Millions of people play fantasy football. Most of them never win anything. The vast majority of these losers fail in uninteresting ways. Occasionally, one of them will break through with a masterstroke of disappointment. We have three readers who fit that bill. But first, one sob story of my own:
One of my four fantasy teams the past two seasons has been in a league comprised of fellow Pittsburgh fans and bloggers. Yes, yes, I know – “Are all your teams named Sixburgh36 and HEREWiiGoStillers6xChamps? Let me guess – Heath Miller went in Round 1″ Haha, no, but seriously, shut up. Anyway, it’s an eight-team league with one significant wrinkle I didn’t catch before the first season – every team makes the playoffs. Not sure why I missed it then, but then who the hell creates fantasy leagues where everyone makes the playoffs? It renders the entire regular season meaningless. You could theoretically finish 0-14 and win the championship. It’s goddamn stupid. Still, no one (to my knowledge) purposefully tanked any games.
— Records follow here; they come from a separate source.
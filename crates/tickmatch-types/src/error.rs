//! Error types for the tickmatch limit order agent.
//!
//! All errors use the `TM_ERR_` prefix convention for easy grepping in logs.
//! Error codes are grouped by subsystem:
//! - 1xx: Order errors
//! - 2xx: Registry errors
//! - 3xx: Execution venue errors ([`ExecutionError`])
//! - 9xx: General / configuration errors

use thiserror::Error;

use crate::{OrderId, ProductId};

/// Failure reported by the execution venue.
///
/// These never escape the tick path: the agent logs them and keeps the
/// order pending for the next qualifying tick.
#[derive(Debug, Clone, PartialEq, Eq, Error)]
pub enum ExecutionError {
    /// The venue refused the instruction.
    #[error("TM_ERR_300: Execution rejected: {reason}")]
    Rejected { reason: String },

    /// The venue could not be reached.
    #[error("TM_ERR_301: Execution venue unavailable: {reason}")]
    Unavailable { reason: String },
}

/// Central error enum for tickmatch operations.
#[derive(Debug, Error)]
pub enum TickmatchError {
    // =================================================================
    // Order Errors (1xx)
    // =================================================================
    /// The registration request failed validation.
    #[error("TM_ERR_100: Invalid order: {reason}")]
    InvalidOrder { reason: String },

    /// No pending order with this ID.
    #[error("TM_ERR_101: Order not found: {0}")]
    OrderNotFound(OrderId),

    // =================================================================
    // Registry Errors (2xx)
    // =================================================================
    /// The product already holds the maximum number of pending orders.
    #[error("TM_ERR_200: Pending order limit reached for {product}: max {max}")]
    OrderLimitExceeded { product: ProductId, max: usize },

    // =================================================================
    // General (9xx)
    // =================================================================
    /// Configuration error (invalid config file, missing fields, etc.).
    #[error("TM_ERR_900: Configuration error: {0}")]
    Configuration(String),

    /// Serialization / deserialization error.
    #[error("TM_ERR_901: Serialization error: {0}")]
    Serialization(String),
}

/// Crate-wide `Result` alias.
pub type Result<T> = std::result::Result<T, TickmatchError>;

impl From<serde_json::Error> for TickmatchError {
    fn from(err: serde_json::Error) -> Self {
        Self::Serialization(err.to_string())
    }
}
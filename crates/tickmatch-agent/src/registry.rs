//! Pending order registry, sharded by product.
//!
//! Layout:
//! - `slots`: `RwLock<HashMap<ProductId, Arc<Mutex<ProductSlot>>>>`. The outer
//!   lock is held only long enough to find or create a slot.
//! - each [`ProductSlot`] has its own mutex, so ticks for unrelated products
//!   never wait on each other.
//! - `index`: `OrderId -> ProductId` for cancellation. Lock order is always
//!   slot, then index; the index lock is never held while acquiring a slot.
//!
//! Slots are never removed from the map. A slot handle cloned out of the map
//! therefore always refers to the live slot for that product.

use std::collections::{HashMap, VecDeque};
use std::sync::Arc;

use parking_lot::{Mutex, RwLock};
use rust_decimal::Decimal;
use tickmatch_types::{Order, OrderId, ProductId, Result, SlotPolicy, TickmatchError};

/// Pending orders for a single product, oldest first.
#[derive(Debug, Default)]
pub struct ProductSlot {
    orders: VecDeque<Order>,
}

impl ProductSlot {
    /// Orders whose limit is satisfied by `price`, in registration order.
    pub fn triggered_by(&self, price: Decimal) -> impl Iterator<Item = &Order> {
        self.orders.iter().filter(move |o| o.is_triggered_by(price))
    }

    /// Remove an order by ID.
    pub fn remove(&mut self, order_id: &OrderId) -> Option<Order> {
        let pos = self.orders.iter().position(|o| o.id == *order_id)?;
        self.orders.remove(pos)
    }

    #[must_use]
    pub fn get(&self, order_id: &OrderId) -> Option<&Order> {
        self.orders.iter().find(|o| o.id == *order_id)
    }

    #[must_use]
    pub fn len(&self) -> usize {
        self.orders.len()
    }

    #[must_use]
    pub fn is_empty(&self) -> bool {
        self.orders.is_empty()
    }

    pub fn iter(&self) -> impl Iterator<Item = &Order> {
        self.orders.iter()
    }
}

/// Per-product store of pending conditional orders.
#[derive(Debug)]
pub struct OrderRegistry {
    policy: SlotPolicy,
    slots: RwLock<HashMap<ProductId, Arc<Mutex<ProductSlot>>>>,
    index: Mutex<HashMap<OrderId, ProductId>>,
}

impl OrderRegistry {
    #[must_use]
    pub fn new(policy: SlotPolicy) -> Self {
        Self {
            policy,
            slots: RwLock::new(HashMap::new()),
            index: Mutex::new(HashMap::new()),
        }
    }

    #[must_use]
    pub fn policy(&self) -> SlotPolicy {
        self.policy
    }

    // =================================================================
    // Insertion
    // =================================================================

    /// Insert a pending order.
    ///
    /// Under [`SlotPolicy::Replace`] an existing order for the product is
    /// evicted and returned. Under [`SlotPolicy::Queue`] the order is
    /// appended, or rejected once the product is at capacity.
    pub fn insert(&self, order: Order) -> Result<Option<Order>> {
        let slot = self.slot_or_create(&order.product_id);
        let order_id = order.id;
        let product_id = order.product_id.clone();

        let mut slot = slot.lock();
        let replaced = match self.policy {
            SlotPolicy::Replace => {
                let previous = slot.orders.pop_front();
                slot.orders.clear();
                slot.orders.push_back(order);
                previous
            }
            SlotPolicy::Queue { max_per_product } => {
                if slot.orders.len() >= max_per_product {
                    return Err(TickmatchError::OrderLimitExceeded {
                        product: product_id,
                        max: max_per_product,
                    });
                }
                slot.orders.push_back(order);
                None
            }
        };

        // Still under the slot lock: a racing tick cannot forget this ID
        // before it is indexed.
        let mut index = self.index.lock();
        if let Some(prev) = &replaced {
            index.remove(&prev.id);
        }
        index.insert(order_id, product_id);
        Ok(replaced)
    }

    // =================================================================
    // Removal
    // =================================================================

    /// Remove a pending order by ID, wherever it lives.
    pub fn remove(&self, order_id: &OrderId) -> Result<Order> {
        let product_id = self
            .index
            .lock()
            .get(order_id)
            .cloned()
            .ok_or(TickmatchError::OrderNotFound(*order_id))?;

        self.with_slot(&product_id, |slot| {
            let order = slot.remove(order_id)?;
            self.index.lock().remove(order_id);
            Some(order)
        })
        .flatten()
        .ok_or(TickmatchError::OrderNotFound(*order_id))
    }

    /// Drop index entries for orders already taken out of their slot.
    ///
    /// Call while still holding that slot (inside [`Self::with_slot`]).
    pub fn forget<'a>(&self, order_ids: impl IntoIterator<Item = &'a OrderId>) {
        let mut index = self.index.lock();
        for id in order_ids {
            index.remove(id);
        }
    }

    // =================================================================
    // Slot access
    // =================================================================

    /// Run `f` with exclusive access to the product's slot.
    ///
    /// Returns `None` without creating anything when the product has never
    /// held an order. Only this product's lock is held while `f` runs.
    pub fn with_slot<R>(
        &self,
        product_id: &ProductId,
        f: impl FnOnce(&mut ProductSlot) -> R,
    ) -> Option<R> {
        let slot = self.slots.read().get(product_id).cloned()?;
        let mut guard = slot.lock();
        Some(f(&mut guard))
    }

    fn slot_or_create(&self, product_id: &ProductId) -> Arc<Mutex<ProductSlot>> {
        if let Some(slot) = self.slots.read().get(product_id) {
            return Arc::clone(slot);
        }
        let mut slots = self.slots.write();
        Arc::clone(
            slots
                .entry(product_id.clone())
                .or_insert_with(|| Arc::new(Mutex::new(ProductSlot::default()))),
        )
    }

    // =================================================================
    // Queries
    // =================================================================

    /// Snapshot of a pending order.
    #[must_use]
    pub fn get(&self, order_id: &OrderId) -> Option<Order> {
        let product_id = self.index.lock().get(order_id).cloned()?;
        self.with_slot(&product_id, |slot| slot.get(order_id).cloned())
            .flatten()
    }

    /// Snapshot of a product's pending orders, oldest first.
    #[must_use]
    pub fn pending_for(&self, product_id: &ProductId) -> Vec<Order> {
        self.with_slot(product_id, |slot| slot.iter().cloned().collect())
            .unwrap_or_default()
    }

    /// Total pending orders across all products.
    #[must_use]
    pub fn len(&self) -> usize {
        self.index.lock().len()
    }

    #[must_use]
    pub fn is_empty(&self) -> bool {
        self.len() == 0
    }

    #[must_use]
    pub fn contains(&self, order_id: &OrderId) -> bool {
        self.index.lock().contains_key(order_id)
    }
}

impl Default for OrderRegistry {
    fn default() -> Self {
        Self::new(SlotPolicy::default())
    }
}
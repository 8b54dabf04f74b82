//! Identifiers used throughout tickmatch.
//!
//! Order and execution IDs use UUIDv7 for time-ordered lexicographic sorting.
//! Product IDs are opaque strings chosen by the price feed.

use std::fmt;

use serde::{Deserialize, Serialize};
use uuid::Uuid;

// ---------------------------------------------------------------------------
// OrderId
// ---------------------------------------------------------------------------

/// Unique identifier handed back by order registration. UUIDv7.
#[derive(Debug, Clone, Copy, PartialEq, Eq, Hash, Ord, PartialOrd, Serialize, Deserialize)]
pub struct OrderId(pub Uuid);

impl OrderId {
    #[must_use]
    pub fn new() -> Self {
        Self(Uuid::now_v7())
    }
}

impl Default for OrderId {
    fn default() -> Self {
        Self::new()
    }
}

impl fmt::Display for OrderId {
    fn fmt(&self, f: &mut fmt::Formatter<'_>) -> fmt::Result {
        write!(f, "{}", self.0)
    }
}

// ---------------------------------------------------------------------------
// ExecutionId
// ---------------------------------------------------------------------------

/// Venue-side reference for a confirmed execution.
#[derive(Debug, Clone, Copy, PartialEq, Eq, Hash, Ord, PartialOrd, Serialize, Deserialize)]
pub struct ExecutionId(pub Uuid);

impl ExecutionId {
    #[must_use]
    pub fn new() -> Self {
        Self(Uuid::now_v7())
    }
}

impl Default for ExecutionId {
    fn default() -> Self {
        Self::new()
    }
}

impl fmt::Display for ExecutionId {
    fn fmt(&self, f: &mut fmt::Formatter<'_>) -> fmt::Result {
        write!(f, "exec:{}", self.0)
    }
}

// ---------------------------------------------------------------------------
// ProductId
// ---------------------------------------------------------------------------

/// Tradable product identifier (e.g., "IBM"). Opaque to the agent.
#[derive(Debug, Clone, PartialEq, Eq, Hash, Ord, PartialOrd, Serialize, Deserialize)]
#[serde(transparent)]
pub struct ProductId(String);

impl ProductId {
    #[must_use]
    pub fn new(id: impl Into<String>) -> Self {
        Self(id.into())
    }

    #[must_use]
    pub fn as_str(&self) -> &str {
        &self.0
    }

    #[must_use]
    pub fn is_empty(&self) -> bool {
        self.0.trim().is_empty()
    }
}

impl From<&str> for ProductId {
    fn from(id: &str) -> Self {
        Self(id.to_string())
    }
}

impl From<String> for ProductId {
    fn from(id: String) -> Self {
        Self(id)
    }
}

impl AsRef<str> for ProductId {
    fn as_ref(&self) -> &str {
        &self.0
    }
}

impl fmt::Display for ProductId {
    fn fmt(&self, f: &mut fmt::Formatter<'_>) -> fmt::Result {
        f.write_str(&self.0)
    }
}

// ---------------------------------------------------------------------------
// Tests
// ---------------------------------------------------------------------------

#[cfg(test)]
mod tests {
    use super::*;

    #[test]
    fn order_id_uniqueness() {
        let a = OrderId::new();
        let b = OrderId::new();
        assert_ne!(a, b);
    }

    #[test]
    fn order_id_ordering() {
        let a = OrderId::new();
        let b = OrderId::new();
        assert!(a < b);
    }

    #[test]
    fn product_id_display_and_conversions() {
        let p = ProductId::from("IBM");
        assert_eq!(p.to_string(), "IBM");
        assert_eq!(p, ProductId::new(String::from("IBM")));
        assert_eq!(p.as_str(), "IBM");
    }

    #[test]
    fn blank_product_id_is_empty() {
        assert!(ProductId::from("").is_empty());
        assert!(ProductId::from("   ").is_empty());
        assert!(!ProductId::from("AAPL").is_empty());
    }

    #[test]
    fn product_id_serializes_as_plain_string() {
        let json = serde_json::to_string(&ProductId::from("IBM")).unwrap();
        assert_eq!(json, "\"IBM\"");
        let back: ProductId = serde_json::from_str(&json).unwrap();
        assert_eq!(back.as_str(), "IBM");
    }
}
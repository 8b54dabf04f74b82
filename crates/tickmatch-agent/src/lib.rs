//! # tickmatch-agent
//!
//! **Tick-driven limit order agent.**
//!
//! The agent holds conditional orders per product and, on every price tick,
//! executes the ones whose limit the tick satisfies:
//!
//! - **Boundary inclusive**: buys fire at `price <= limit`, sells at `price >= limit`
//! - **At-most-once**: an executed order leaves the registry under the product lock
//! - **Retry on venue failure**: a refused execution keeps the order pending
//! - **Pluggable policy**: auto-order rules run before matching, outside the core
//!
//! ## Tick Flow
//!
//! ```text
//! PriceFeed / tick pump → LimitOrderAgent::on_price_tick
//!     → rules.evaluate() → register_order()
//!     → registry slot lock → trigger check → ExecutionClient::execute()
//!     → remove on confirmation
//! ```

pub mod agent;
pub mod feed;
pub mod registry;
pub mod rules;
pub mod telemetry;

pub use agent::{
    AgentStats, ExecutedOrder, FailedExecution, LimitOrderAgent, Registration, TickReport,
};
pub use feed::{spawn_tick_pump, tick_channel, PriceFeed, PriceListener, PriceTick};
pub use registry::{OrderRegistry, ProductSlot};
pub use rules::{build_rules, AutoOrderRule, ThresholdRule};
pub use telemetry::{init_tracing, LogFormat};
Naturally, this rule bit me in the ass right away. I finished the first season 11-3, had the top seed in the playoffs, led the league in scoring, only for it all to come crashing down in the semifinals against a team that finished 6-8 during the season. Suffice it to say, I was pissed and responded by bitching as pathetically as I could about the policy. Surely, it would not stand another year.
Of course, flash forward to this season and, lo and behold, all the teams are still making the playoffs. Once again, I posted another 11-win season. Didn’t lead the league in scoring, but was still in the top 3. No way the same fate would befall me this time, I thought.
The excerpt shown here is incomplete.